Buried in a long, somewhat self-aggrandizing article by former Boston Red Sox PR agent Doug Bailey in this month’s Boston Magazine is this historical tidbit about the current ownership group’s much-lauded renovations of Fenway Park:
In 2000 — before the Henry/Werner group bought the team — the state legislature had approved spending more than $300 million on improvements around the park as part of the then-owner’s plan to build a new stadium. That plan fizzled, and with it the public funding, but now Henry, Werner, and Lucchino wanted to either revive the state’s financial incentives package or quietly win a new round of funding. The finesse with which this had to be accomplished could not be overstated. There were some around the table at these meetings who argued vociferously to simply tie the Fenway Park commitment to public funds. In other words: “We’ll only stay and renovate Fenway if we receive taxpayer assistance for infrastructure improvements.” [Larry] Lucchino overruled them. The Red Sox would make the commitment to Fenway Park regardless of the infrastructure issue. Gradually, a media plan emerged: The team would guarantee that baseball would be played in Fenway on its 100th anniversary in 2012; highlight all of the money the new owners had already spent — and were going to spend — on improving the park; and extend an offer to help the state with infrastructure improvements. Implicit in that offer, of course, was that the state would kick in money, too.

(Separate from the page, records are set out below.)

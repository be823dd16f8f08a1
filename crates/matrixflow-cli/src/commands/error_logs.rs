use matrixflow_api_models::{ErrorLog, Page};
use matrixflow_core::{DateRange, PageRequest};

use crate::cli::{ErrorLogArgs, OutputFormat};
use crate::client::{AppContext, CliResult, read_json, require_id, send};
use crate::output::render_error_logs;

pub(crate) async fn handle_error_logs(
    ctx: &AppContext,
    args: ErrorLogArgs,
    output: OutputFormat,
) -> CliResult<()> {
    let range = DateRange::parse(args.from.as_deref(), args.to.as_deref())?;
    let page = PageRequest::new(args.page, args.limit)?;
    let device = args
        .device
        .as_deref()
        .map(|id| require_id("device id", id))
        .transpose()?;
    let level = args
        .level
        .as_deref()
        .map(str::trim)
        .filter(|level| !level.is_empty());

    let mut url = ctx.endpoint(&["api", "error-logs"])?;
    {
        let mut pairs = url.query_pairs_mut();
        if let Some(device) = device {
            pairs.append_pair("deviceId", device);
        }
        if let Some(level) = level {
            pairs.append_pair("level", level);
        }
        for (key, value) in range.query_pairs().into_iter().chain(page.query_pairs()) {
            pairs.append_pair(key, &value);
        }
    }

    let response = send(ctx.authorized(ctx.client.get(url))?, "/api/error-logs").await?;
    let logs: Page<ErrorLog> = read_json(response, "error logs").await?;
    render_error_logs(&logs, output)
}

#[cfg(test)]
mod tests {
    use super::*;
    use crate::commands::test_support::context_with_token;
    use anyhow::{Result, anyhow};
    use httpmock::prelude::*;
    use serde_json::json;

    #[tokio::test]
    async fn error_logs_filter_by_device_and_level() -> Result<()> {
        let server = MockServer::start_async().await;
        let mock = server.mock(|when, then| {
            when.method(GET)
                .path("/api/error-logs")
                .query_param("deviceId", "dev-1")
                .query_param("level", "warning")
                .query_param("to", "2026-03-14")
                .header("authorization", "Bearer tok");
            then.status(200)
                .header("content-type", "application/json")
                .json_body(json!({
                    "data": [{
                        "_id": "err-1",
                        "deviceId": "dev-1",
                        "level": "warning",
                        "message": "screenshot capture failed",
                        "source": "service",
                        "createdAt": "2026-03-13T08:15:00Z"
                    }],
                    "total": 1
                }));
        });
        let ctx = context_with_token(&server)?;
        handle_error_logs(
            &ctx,
            ErrorLogArgs {
                device: Some("dev-1".into()),
                level: Some("warning".into()),
                to: Some("2026-03-14".into()),
                ..ErrorLogArgs::default()
            },
            OutputFormat::Table,
        )
        .await
        .map_err(|err| anyhow!(err.display_message()))?;
        mock.assert();
        Ok(())
    }

    #[tokio::test]
    async fn error_logs_reject_blank_device() -> Result<()> {
        let server = MockServer::start_async().await;
        let ctx = context_with_token(&server)?;
        let err = handle_error_logs(
            &ctx,
            ErrorLogArgs {
                device: Some(" ".into()),
                ..ErrorLogArgs::default()
            },
            OutputFormat::Json,
        )
        .await
        .expect_err("blank device");
        assert_eq!(err.exit_code(), 2);
        Ok(())
    }
}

The whole thing was going to be laid out at a press conference at Fenway on March 23, less than a month before the start of the 2005 season. It was a solid plan and might have gone off without a hitch, but it was nearly sunk when an overeager associate decided to give an exclusive advance to Globe columnist Joan Vennochi in a wrong-headed attempt to win some positive press. Joan is a friend of mine and a true baseball fan, but she is a fierce opponent of public financing for professional sports teams. In fact, she’d been one of Kraft’s most dogged critics during his quest for taxpayer money to build a stadium in Boston. When the paper hit the door that morning, you didn’t even need to read the column to know what it said. The headline told it all: “No Public Money for Red Sox.” It would take months to recover from that blunder, which seriously set back the club’s plans for taxpayer support. In the end, the team got less than $100 million.
(Here’s the link to Vennochi’s article, though it’s subcriber-only.)
How seriously to take this story is hard to tell: The Red Sox owners’ announcement of staying put at Fenway came off the next day without a hitch, after all, and it’s not like Vennochi had had much success derailing earlier plans for public funding for a Red Sox stadium. (Bailey also gets the amount of the originally approved state subsidy wrong: It was $100 million, not $300 million; an additional $212 million in city funds was proposed but never approved.) Still, this is at least some indication that John Henry and Co. were planning to ask for more public subsidies for a Fenway renovation if they could get it — which, given Henry’s actions as owner of the Florida Marlins, really shouldn’t come as any surprise. To his (and Lucchino’s) credit, he backed off once it proved politically impossible, and went ahead with the renovations anyway — though given that he was able to, it’s worth wondering why the state of Massachusetts should have been chipping in to pay for it in the first place.